ファンド名 | 出資総額 | 募集総額 | 応募倍率 |
---|---|---|---|
Rimple’s Selection #1(クレイシア新宿) | 36,000,000円 | 413,390,000円 | 1640.44% |
Rimple’s Selection #2(クレイシア秋葉原) | 43,000,000円 | 166,150,000円 | 551.99% |
Rimple’s Selection #3(クレイシア秋葉原) | 136,500,000円 | 254,570,000円 | 266.43% |
Rimple’s Selection #4(クレイシア練馬高野台+世田谷赤堤+池上) | 48,300,000円 | 271,230,000円 | 802.22% |
Rimple’s Selection #5 | 88,000,000円 | 263,460,000円 | 427.69% |
Rimple’s Selection #6 | 62,050,000円 | 302,590,000円 | 696.73% |
Rimple’s Selection #7 | 115,500,000円 | 299,400,000円 | 370.32% |
Rimple’s selection #8 | 210,000,000円 | 215,790,000円 | 146.80% |
Rimple’s selection #9 | 68,100,000円 | 265,330,000円 | 556.60% |
Rimple’s selection #10 | 65,600,000円 | 273,830,000円 | 596.32% |
Rimple’s selection #11 | 53,000,000円 | 391,890,000円 | 1056.31% |
Rimple’s selection #12 | 45,400,000円 | 250,010,000円 | 786.69% |
Rimple’s selection #13 | 71,800,000円 | 207,530,000円 | 412.91% |
Rimple’s selection #14 | 134,200,000円 | 414,150,000円 | 440.87% |
Rimple’s selection #15 | 148,000,000円 | 385,450,000円 | 372.06% |
Rimple’s selection #16 | 87,600,000円 | 342,100,000円 | 557.89% |
※2021年9月13日時点の実績を参照
このように、いずれのファンド募集でも応募倍率がかなり高くなっていることがわかります。募集が行われてから応募を行っても、先に募集完了となってしまう可能性が高いため、事前に投資家登録をしておくなどして、スムーズに投資判断ができるように準備しておくことも大切です。
まとめ
今回はRimpleの実績や利回りについて、過去の募集ファンドから検証してみました。

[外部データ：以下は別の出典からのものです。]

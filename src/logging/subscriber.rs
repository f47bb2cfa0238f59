//! Tracing subscriber setup: console formatter, file layer, and initialisation.
use std::fs;
use std::io::Write as _;
use std::path::Path;
use std::sync::Mutex;

use super::utils::{format_timestamp, strip_ansi};

/// Target used for stage headers.
pub(super) const STAGE_TARGET: &str = "pixie::stage";

/// Extracts the `message` field from a [`tracing::Event`].
#[derive(Default)]
struct MessageExtractor {
    message: String,
}

impl tracing::field::Visit for MessageExtractor {
    fn record_debug(&mut self, field: &tracing::field::Field, value: &dyn std::fmt::Debug) {
        if field.name() == "message" {
            self.message = format!("{value:?}");
        }
    }

    fn record_str(&mut self, field: &tracing::field::Field, value: &str) {
        if field.name() == "message" {
            self.message = value.to_string();
        }
    }
}

/// A [`tracing_subscriber::Layer`] that appends every event to the run log
/// as `<timestamp> [LEVEL] message`, with ANSI codes stripped.
///
/// The file is opened once in append mode and closed when the layer (and
/// the subscriber owning it) is dropped.
#[derive(Debug)]
pub(super) struct FileLayer {
    file: Mutex<fs::File>,
}

impl FileLayer {
    /// Open (or create) the log file at `path`, creating its directory.
    pub(super) fn open(path: &Path) -> std::io::Result<Self> {
        if let Some(parent) = path.parent() {
            fs::create_dir_all(parent)?;
        }
        let file = fs::OpenOptions::new()
            .create(true)
            .append(true)
            .open(path)?;
        Ok(Self {
            file: Mutex::new(file),
        })
    }
}

/// Render one log file line for an event.
fn file_line(level: tracing::Level, target: &str, msg: &str) -> String {
    let ts = format_timestamp();
    let msg = strip_ansi(msg);
    match (level, target) {
        (tracing::Level::INFO, STAGE_TARGET) => format!("{ts} [INFO] ==> {msg}"),
        (tracing::Level::ERROR, _) => format!("{ts} [ERROR] {msg}"),
        (tracing::Level::WARN, _) => format!("{ts} [WARN] {msg}"),
        (tracing::Level::INFO, _) => format!("{ts} [INFO] {msg}"),
        _ => format!("{ts} [DEBUG] {msg}"),
    }
}

impl<S: tracing::Subscriber> tracing_subscriber::Layer<S> for FileLayer {
    fn on_event(
        &self,
        event: &tracing::Event<'_>,
        _ctx: tracing_subscriber::layer::Context<'_, S>,
    ) {
        let metadata = event.metadata();
        let mut extractor = MessageExtractor::default();
        event.record(&mut extractor);
        let line = file_line(*metadata.level(), metadata.target(), &extractor.message);

        if let Ok(mut f) = self.file.lock() {
            writeln!(f, "{line}").ok();
        }
    }
}

/// A [`tracing_subscriber::fmt::FormatEvent`] that emits pixie-style
/// console output.
struct PixieFormatter;

impl<S, N> tracing_subscriber::fmt::FormatEvent<S, N> for PixieFormatter
where
    S: tracing::Subscriber + for<'a> tracing_subscriber::registry::LookupSpan<'a>,
    N: for<'a> tracing_subscriber::fmt::FormatFields<'a> + 'static,
{
    fn format_event(
        &self,
        _ctx: &tracing_subscriber::fmt::FmtContext<'_, S, N>,
        mut writer: tracing_subscriber::fmt::format::Writer<'_>,
        event: &tracing::Event<'_>,
    ) -> std::fmt::Result {
        let metadata = event.metadata();
        let level = *metadata.level();

        let mut extractor = MessageExtractor::default();
        event.record(&mut extractor);
        let msg = &extractor.message;

        match level {
            tracing::Level::ERROR => writeln!(writer, "\x1b[31mERROR\x1b[0m {msg}"),
            tracing::Level::WARN => writeln!(writer, "\x1b[33mWARN\x1b[0m  {msg}"),
            tracing::Level::INFO if metadata.target() == STAGE_TARGET => {
                writeln!(writer, "\x1b[1;35m==>\x1b[0m \x1b[1m{msg}\x1b[0m")
            }
            tracing::Level::INFO => writeln!(writer, "  {msg}"),
            _ => writeln!(writer, "  \x1b[2m{msg}\x1b[0m"),
        }
    }
}

/// Install the [`tracing`] subscriber for this thread of control.
///
/// The console layer writes warnings and errors to stderr and everything
/// else to stdout, showing `debug` events only when `verbose` is set.  When
/// `log_file` is given, a file layer appends every event (including
/// `debug`) to it.
///
/// The returned guard keeps the subscriber installed; dropping it at the end
/// of the run closes the log file.
///
/// # Errors
///
/// Returns an error if the log file or its directory cannot be created.
pub fn init_subscriber(
    verbose: bool,
    log_file: Option<&Path>,
) -> std::io::Result<tracing::dispatcher::DefaultGuard> {
    use tracing_subscriber::fmt::writer::MakeWriterExt as _;
    use tracing_subscriber::{Layer as _, filter::LevelFilter, fmt, layer::SubscriberExt as _};

    let console_level = if verbose {
        LevelFilter::DEBUG
    } else {
        LevelFilter::INFO
    };

    let make_writer = std::io::stderr
        .with_max_level(tracing::Level::WARN)
        .and(std::io::stdout.with_min_level(tracing::Level::INFO));

    let console_layer = fmt::layer()
        .event_format(PixieFormatter)
        .with_writer(make_writer)
        .with_filter(console_level);

    let file_layer = log_file
        .map(FileLayer::open)
        .transpose()?
        .map(|l| l.with_filter(LevelFilter::DEBUG));

    let subscriber = tracing_subscriber::registry()
        .with(console_layer)
        .with(file_layer);
    Ok(tracing::dispatcher::set_default(&tracing::Dispatch::new(
        subscriber,
    )))
}
//! Random portfolio generation for benchmarks, property tests and demos.

use crate::core::asset::{Asset, AssetClass};
use crate::core::currency::{CurrencyCode, RateQuote};
use crate::core::portfolio::Portfolio;
use crate::core::transaction::{Transaction, TransactionKind};
use chrono::{Duration, NaiveDate};
use rand::Rng;
use rust_decimal::prelude::FromPrimitive;
use rust_decimal::Decimal;

/// Configuration for generating a random portfolio.
#[derive(Debug, Clone)]
pub struct PortfolioConfig {
    /// Number of holdings.
    pub asset_count: usize,
    /// Number of Buy/Sell entries in the log.
    pub transaction_count: usize,
    /// Currency everything is reported in.
    pub base_currency: CurrencyCode,
    /// Currencies holdings may be denominated in.
    pub currencies: Vec<CurrencyCode>,
    /// Last day a trade may fall on.
    pub today: NaiveDate,
    /// How far back the log reaches.
    pub history_days: i64,
    /// Share of holdings tagged Liability, between 0 and 1.
    pub liability_share: f64,
}

impl Default for PortfolioConfig {
    fn default() -> Self {
        Self {
            asset_count: 10,
            transaction_count: 50,
            base_currency: CurrencyCode::new("USD"),
            currencies: vec![CurrencyCode::new("USD")],
            today: NaiveDate::from_ymd_opt(2024, 6, 30).unwrap_or_default(),
            history_days: 365,
            liability_share: 0.1,
        }
    }
}

fn money(rng: &mut impl Rng, low: f64, high: f64) -> Decimal {
    Decimal::from_f64(rng.gen_range(low..high))
        .unwrap_or(Decimal::ONE)
        .round_dp(2)
}

/// Generate a random portfolio with rates for every currency it uses.
pub fn generate_random_portfolio(config: &PortfolioConfig) -> Portfolio {
    let mut rng = rand::thread_rng();
    let mut portfolio = Portfolio::new(config.base_currency.clone());

    let currencies = if config.currencies.is_empty() {
        vec![config.base_currency.clone()]
    } else {
        config.currencies.clone()
    };

    for currency in &currencies {
        if currency != &config.base_currency {
            portfolio.add_rate(RateQuote {
                from: currency.clone(),
                to: config.base_currency.clone(),
                rate: money(&mut rng, 0.01, 2.0).max(Decimal::new(1, 2)),
            });
        }
    }

    let holding_classes = &AssetClass::ALL[..AssetClass::ALL.len() - 1];
    for i in 0..config.asset_count {
        let class = if rng.gen_bool(config.liability_share.clamp(0.0, 1.0)) {
            AssetClass::Liability
        } else {
            holding_classes[rng.gen_range(0..holding_classes.len())]
        };
        let currency = currencies[rng.gen_range(0..currencies.len())].clone();
        let avg_cost = money(&mut rng, 1.0, 1_000.0);
        let price = (avg_cost * money(&mut rng, 0.5, 1.8)).round_dp(2);
        portfolio.add_asset(
            Asset::new(
                format!("ASSET-{:03}", i),
                format!("SYM{:03}", i),
                class,
                money(&mut rng, 1.0, 500.0),
                avg_cost,
                price,
                currency,
            )
            .with_name(format!("{} holding {}", class, i)),
        );
    }

    if portfolio.assets.is_empty() {
        return portfolio;
    }

    for _ in 0..config.transaction_count {
        let asset = &portfolio.assets[rng.gen_range(0..portfolio.assets.len())];
        let kind = if rng.gen_bool(0.7) {
            TransactionKind::Buy
        } else {
            TransactionKind::Sell
        };
        let date = config.today - Duration::days(rng.gen_range(0..=config.history_days.max(0)));
        let tx = Transaction::new(
            asset.id.as_str(),
            kind,
            date,
            money(&mut rng, 1.0, 20.0),
            asset.avg_cost,
            money(&mut rng, 0.0, 10.0),
        );
        portfolio.add_transaction(tx);
    }

    portfolio
}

Rimpleのファンドは、東京都23区内の居住用マンションに投資でき、運用期間も比較的短いなどの特徴があります。一方で、予定分配率が徐々に低下している点や、応募が集中しすぎている点など、注意すべき傾向があることにも注意しておきましょう。
また、いずれのファンドでも応募倍率が非常に高くなっています。Rimpleでの不動産投資を考えている場合は、事前に投資家登録を済ませておくなど、投資を始める準備をしておくことも検討しておきましょう。